**Assigned task**
In the listing that follows, copy out each line that includes the word "JsonReporter".
-------------------------
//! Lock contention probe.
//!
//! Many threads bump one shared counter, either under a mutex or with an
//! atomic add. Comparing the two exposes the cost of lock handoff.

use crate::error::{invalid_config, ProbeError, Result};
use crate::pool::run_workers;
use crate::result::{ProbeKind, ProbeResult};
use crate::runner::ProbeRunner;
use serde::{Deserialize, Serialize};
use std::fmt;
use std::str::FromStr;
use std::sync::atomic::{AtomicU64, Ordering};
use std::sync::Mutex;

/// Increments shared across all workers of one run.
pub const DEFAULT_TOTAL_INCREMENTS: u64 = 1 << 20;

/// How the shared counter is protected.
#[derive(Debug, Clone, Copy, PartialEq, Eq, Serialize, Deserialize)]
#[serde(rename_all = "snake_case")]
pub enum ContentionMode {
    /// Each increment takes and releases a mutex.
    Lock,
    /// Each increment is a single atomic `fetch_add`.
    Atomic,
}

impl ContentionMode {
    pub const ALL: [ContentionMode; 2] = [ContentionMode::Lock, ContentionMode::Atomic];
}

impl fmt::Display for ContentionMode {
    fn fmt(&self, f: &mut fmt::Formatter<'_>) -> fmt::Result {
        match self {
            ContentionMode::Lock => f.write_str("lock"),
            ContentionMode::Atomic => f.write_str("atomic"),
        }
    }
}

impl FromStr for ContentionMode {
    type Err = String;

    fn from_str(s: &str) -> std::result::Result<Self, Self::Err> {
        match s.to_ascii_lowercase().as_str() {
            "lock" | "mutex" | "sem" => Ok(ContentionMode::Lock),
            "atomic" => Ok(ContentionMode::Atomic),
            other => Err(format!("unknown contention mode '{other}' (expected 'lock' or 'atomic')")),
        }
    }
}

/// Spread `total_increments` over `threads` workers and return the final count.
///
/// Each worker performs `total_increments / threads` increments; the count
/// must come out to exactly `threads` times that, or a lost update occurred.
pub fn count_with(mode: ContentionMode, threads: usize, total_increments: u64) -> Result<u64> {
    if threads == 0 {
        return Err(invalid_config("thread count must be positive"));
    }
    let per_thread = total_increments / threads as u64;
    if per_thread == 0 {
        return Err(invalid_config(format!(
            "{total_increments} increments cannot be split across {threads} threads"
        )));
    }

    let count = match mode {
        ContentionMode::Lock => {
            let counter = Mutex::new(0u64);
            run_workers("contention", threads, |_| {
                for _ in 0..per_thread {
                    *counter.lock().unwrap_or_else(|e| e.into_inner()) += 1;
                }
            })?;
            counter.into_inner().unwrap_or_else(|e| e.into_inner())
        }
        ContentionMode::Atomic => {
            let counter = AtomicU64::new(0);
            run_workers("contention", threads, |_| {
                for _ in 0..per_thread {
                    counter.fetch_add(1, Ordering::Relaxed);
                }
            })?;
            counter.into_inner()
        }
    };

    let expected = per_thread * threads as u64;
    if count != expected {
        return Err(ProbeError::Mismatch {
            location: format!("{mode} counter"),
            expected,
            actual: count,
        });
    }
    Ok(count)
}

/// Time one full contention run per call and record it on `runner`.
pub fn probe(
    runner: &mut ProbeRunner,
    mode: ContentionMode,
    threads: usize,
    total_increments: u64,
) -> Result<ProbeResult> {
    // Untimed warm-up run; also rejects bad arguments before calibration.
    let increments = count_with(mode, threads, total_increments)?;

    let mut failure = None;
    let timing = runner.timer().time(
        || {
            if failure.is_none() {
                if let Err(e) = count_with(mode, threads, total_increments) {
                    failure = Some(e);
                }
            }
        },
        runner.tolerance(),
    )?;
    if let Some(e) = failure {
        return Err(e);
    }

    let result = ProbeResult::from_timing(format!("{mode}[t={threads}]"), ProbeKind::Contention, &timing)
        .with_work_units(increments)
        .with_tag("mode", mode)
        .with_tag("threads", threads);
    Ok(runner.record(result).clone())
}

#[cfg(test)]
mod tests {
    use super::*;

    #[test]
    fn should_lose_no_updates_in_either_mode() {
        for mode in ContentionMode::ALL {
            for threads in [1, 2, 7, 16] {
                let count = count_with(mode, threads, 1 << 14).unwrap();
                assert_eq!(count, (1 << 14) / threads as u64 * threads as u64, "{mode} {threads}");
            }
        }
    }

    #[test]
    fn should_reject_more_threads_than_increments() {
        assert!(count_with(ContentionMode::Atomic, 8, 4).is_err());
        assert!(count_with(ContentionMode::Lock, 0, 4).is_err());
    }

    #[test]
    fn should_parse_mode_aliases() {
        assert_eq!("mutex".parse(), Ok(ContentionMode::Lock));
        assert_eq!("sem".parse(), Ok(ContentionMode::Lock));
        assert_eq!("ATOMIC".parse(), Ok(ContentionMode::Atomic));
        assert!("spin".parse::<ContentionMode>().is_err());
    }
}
-------------------------
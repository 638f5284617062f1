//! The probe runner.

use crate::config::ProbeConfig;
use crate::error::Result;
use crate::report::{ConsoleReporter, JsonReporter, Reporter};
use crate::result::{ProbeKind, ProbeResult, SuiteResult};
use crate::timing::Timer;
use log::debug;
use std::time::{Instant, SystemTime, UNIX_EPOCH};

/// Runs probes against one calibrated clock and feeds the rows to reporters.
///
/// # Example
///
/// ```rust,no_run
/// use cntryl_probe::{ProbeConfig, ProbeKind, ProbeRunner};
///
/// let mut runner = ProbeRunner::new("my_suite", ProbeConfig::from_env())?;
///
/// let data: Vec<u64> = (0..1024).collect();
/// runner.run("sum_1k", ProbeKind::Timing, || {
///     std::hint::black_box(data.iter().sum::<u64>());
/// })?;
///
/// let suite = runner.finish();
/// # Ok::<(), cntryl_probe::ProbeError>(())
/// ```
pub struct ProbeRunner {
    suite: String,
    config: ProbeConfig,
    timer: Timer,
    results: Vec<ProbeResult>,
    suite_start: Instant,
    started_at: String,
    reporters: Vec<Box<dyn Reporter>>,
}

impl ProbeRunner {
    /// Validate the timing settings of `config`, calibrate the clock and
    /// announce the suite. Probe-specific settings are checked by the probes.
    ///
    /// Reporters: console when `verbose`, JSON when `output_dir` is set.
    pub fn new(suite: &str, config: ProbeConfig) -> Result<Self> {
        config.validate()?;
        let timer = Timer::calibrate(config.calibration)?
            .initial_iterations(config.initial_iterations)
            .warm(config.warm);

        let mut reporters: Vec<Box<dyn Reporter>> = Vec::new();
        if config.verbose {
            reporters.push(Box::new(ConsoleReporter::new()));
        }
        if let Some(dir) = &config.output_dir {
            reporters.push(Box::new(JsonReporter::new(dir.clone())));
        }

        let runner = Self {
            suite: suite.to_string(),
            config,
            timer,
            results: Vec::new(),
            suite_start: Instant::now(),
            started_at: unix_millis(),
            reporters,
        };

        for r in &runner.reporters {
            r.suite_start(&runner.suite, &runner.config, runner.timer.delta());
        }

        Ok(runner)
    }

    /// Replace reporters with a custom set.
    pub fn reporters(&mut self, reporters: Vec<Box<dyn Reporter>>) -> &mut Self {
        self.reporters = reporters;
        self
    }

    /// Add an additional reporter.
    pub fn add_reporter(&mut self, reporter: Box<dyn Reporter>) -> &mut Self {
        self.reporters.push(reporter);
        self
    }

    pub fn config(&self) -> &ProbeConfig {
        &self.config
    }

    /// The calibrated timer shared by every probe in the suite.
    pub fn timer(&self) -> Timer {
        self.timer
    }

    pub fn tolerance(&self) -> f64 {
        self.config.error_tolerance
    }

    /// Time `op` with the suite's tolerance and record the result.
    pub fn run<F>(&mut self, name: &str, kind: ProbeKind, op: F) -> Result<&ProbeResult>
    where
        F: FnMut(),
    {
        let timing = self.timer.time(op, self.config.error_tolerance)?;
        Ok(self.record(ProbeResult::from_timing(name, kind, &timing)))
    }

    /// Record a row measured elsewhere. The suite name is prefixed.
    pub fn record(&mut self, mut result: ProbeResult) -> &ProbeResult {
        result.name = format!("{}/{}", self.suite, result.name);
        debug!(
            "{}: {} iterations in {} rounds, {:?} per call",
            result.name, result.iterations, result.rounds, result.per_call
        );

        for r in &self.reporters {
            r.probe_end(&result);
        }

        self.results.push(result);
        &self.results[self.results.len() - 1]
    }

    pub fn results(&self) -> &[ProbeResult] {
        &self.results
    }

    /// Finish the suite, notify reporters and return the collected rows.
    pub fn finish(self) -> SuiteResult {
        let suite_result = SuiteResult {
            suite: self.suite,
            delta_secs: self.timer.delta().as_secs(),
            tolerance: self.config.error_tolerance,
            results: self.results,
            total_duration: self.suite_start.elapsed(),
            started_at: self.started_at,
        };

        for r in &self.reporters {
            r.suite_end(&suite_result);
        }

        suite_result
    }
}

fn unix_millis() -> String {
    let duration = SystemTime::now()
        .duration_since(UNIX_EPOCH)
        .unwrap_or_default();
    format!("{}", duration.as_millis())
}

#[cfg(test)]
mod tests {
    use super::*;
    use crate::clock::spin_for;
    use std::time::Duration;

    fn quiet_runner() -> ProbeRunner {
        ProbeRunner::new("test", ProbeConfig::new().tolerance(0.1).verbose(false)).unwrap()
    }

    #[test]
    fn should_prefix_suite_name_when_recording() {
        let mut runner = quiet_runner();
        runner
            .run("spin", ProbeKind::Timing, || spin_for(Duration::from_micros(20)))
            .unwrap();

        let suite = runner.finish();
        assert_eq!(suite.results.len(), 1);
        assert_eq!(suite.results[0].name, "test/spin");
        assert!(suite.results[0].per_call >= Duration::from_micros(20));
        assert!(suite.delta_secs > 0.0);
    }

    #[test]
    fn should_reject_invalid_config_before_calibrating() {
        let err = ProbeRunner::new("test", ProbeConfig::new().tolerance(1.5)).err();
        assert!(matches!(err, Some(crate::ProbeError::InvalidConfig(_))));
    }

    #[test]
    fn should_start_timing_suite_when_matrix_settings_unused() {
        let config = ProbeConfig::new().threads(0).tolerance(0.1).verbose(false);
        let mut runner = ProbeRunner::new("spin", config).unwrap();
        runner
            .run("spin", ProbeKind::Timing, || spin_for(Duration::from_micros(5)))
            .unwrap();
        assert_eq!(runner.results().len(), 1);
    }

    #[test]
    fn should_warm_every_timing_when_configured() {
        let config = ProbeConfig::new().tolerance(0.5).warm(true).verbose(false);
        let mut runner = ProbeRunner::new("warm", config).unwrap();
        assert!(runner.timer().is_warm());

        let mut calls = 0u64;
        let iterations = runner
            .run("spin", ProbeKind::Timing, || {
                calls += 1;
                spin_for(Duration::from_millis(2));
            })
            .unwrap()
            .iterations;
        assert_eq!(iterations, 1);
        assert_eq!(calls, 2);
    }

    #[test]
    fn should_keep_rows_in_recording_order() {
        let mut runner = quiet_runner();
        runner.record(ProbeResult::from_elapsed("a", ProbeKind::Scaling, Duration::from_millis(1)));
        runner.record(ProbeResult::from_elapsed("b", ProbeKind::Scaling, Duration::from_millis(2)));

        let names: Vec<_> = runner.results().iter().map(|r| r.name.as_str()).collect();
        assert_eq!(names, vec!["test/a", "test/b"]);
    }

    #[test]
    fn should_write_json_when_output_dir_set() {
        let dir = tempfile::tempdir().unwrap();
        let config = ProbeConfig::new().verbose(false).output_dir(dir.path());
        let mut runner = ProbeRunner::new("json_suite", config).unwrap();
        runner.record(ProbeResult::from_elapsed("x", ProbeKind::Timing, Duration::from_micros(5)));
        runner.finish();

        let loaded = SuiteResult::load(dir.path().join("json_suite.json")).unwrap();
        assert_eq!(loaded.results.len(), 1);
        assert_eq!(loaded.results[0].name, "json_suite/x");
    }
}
-------------------------
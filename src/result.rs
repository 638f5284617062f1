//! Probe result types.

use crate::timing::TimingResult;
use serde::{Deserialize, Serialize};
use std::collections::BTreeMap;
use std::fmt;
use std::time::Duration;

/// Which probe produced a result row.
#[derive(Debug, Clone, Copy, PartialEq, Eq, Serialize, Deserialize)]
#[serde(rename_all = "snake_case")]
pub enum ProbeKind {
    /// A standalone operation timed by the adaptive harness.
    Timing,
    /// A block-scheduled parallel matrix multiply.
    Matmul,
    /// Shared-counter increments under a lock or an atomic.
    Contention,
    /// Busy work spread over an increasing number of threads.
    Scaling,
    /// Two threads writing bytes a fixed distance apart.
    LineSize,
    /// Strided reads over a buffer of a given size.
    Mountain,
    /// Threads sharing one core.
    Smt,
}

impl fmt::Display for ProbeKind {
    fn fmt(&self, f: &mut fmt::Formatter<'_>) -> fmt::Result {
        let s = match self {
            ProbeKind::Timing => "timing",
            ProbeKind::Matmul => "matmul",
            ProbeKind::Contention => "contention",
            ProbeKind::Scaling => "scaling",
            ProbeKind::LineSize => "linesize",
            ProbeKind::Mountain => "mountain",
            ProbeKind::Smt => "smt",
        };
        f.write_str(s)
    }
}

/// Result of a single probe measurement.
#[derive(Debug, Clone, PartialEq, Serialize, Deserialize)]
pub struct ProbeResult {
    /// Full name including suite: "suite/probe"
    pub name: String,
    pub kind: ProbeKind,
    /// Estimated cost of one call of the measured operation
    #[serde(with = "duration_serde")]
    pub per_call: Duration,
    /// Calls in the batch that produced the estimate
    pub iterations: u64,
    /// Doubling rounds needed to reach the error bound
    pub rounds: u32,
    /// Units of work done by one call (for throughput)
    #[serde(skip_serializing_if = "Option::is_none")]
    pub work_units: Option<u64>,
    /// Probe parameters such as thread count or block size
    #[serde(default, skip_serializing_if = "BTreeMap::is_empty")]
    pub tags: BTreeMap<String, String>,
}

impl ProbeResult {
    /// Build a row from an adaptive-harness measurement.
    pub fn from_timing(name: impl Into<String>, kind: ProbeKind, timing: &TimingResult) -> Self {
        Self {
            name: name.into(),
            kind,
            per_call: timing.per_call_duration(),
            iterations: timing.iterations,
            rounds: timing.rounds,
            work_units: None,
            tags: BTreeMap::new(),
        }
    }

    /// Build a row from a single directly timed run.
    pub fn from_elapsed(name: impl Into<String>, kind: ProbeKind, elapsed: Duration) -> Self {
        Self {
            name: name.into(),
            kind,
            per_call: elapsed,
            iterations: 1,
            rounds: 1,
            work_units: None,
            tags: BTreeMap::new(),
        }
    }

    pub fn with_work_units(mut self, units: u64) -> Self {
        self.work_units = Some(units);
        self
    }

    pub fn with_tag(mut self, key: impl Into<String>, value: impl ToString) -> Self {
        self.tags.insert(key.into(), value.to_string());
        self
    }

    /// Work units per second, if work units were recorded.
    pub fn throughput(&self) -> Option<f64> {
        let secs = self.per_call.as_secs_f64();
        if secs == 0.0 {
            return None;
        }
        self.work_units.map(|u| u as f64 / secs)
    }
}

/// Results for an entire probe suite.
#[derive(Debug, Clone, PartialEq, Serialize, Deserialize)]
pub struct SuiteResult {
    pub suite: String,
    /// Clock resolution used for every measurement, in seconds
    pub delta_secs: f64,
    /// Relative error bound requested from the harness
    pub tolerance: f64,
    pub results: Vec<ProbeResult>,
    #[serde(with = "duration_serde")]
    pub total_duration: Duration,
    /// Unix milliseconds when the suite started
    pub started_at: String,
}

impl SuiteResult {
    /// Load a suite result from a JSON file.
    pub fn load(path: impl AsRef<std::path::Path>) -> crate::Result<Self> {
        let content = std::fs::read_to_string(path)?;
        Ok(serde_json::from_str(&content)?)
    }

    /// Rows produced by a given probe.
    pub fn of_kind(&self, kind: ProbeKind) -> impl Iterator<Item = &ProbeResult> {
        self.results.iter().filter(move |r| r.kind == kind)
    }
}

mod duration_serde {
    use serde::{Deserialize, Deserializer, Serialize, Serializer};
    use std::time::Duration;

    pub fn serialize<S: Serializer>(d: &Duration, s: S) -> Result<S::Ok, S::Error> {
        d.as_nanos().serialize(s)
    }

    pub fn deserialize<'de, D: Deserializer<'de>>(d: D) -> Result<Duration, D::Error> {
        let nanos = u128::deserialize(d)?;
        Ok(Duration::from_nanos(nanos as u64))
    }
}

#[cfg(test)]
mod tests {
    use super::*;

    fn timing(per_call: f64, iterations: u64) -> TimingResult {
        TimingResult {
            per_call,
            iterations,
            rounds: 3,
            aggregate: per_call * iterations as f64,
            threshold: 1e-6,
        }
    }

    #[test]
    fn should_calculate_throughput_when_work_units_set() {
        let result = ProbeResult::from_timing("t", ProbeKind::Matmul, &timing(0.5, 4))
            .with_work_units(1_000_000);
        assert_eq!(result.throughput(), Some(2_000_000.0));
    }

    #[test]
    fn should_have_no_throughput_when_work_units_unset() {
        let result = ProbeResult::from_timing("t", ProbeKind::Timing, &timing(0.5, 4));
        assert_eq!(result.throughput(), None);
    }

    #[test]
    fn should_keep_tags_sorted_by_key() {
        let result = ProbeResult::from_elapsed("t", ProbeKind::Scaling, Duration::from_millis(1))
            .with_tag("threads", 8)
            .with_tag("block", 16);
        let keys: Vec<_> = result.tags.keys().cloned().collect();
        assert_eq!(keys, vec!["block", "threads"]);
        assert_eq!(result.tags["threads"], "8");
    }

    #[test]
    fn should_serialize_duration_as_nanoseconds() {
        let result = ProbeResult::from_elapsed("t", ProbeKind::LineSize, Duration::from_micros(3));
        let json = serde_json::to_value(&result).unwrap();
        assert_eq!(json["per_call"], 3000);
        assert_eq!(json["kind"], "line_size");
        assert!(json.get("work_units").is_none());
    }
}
-------------------------
**Task output**
use crate::report::{ConsoleReporter, JsonReporter, Reporter};
            reporters.push(Box::new(JsonReporter::new(dir.clone())));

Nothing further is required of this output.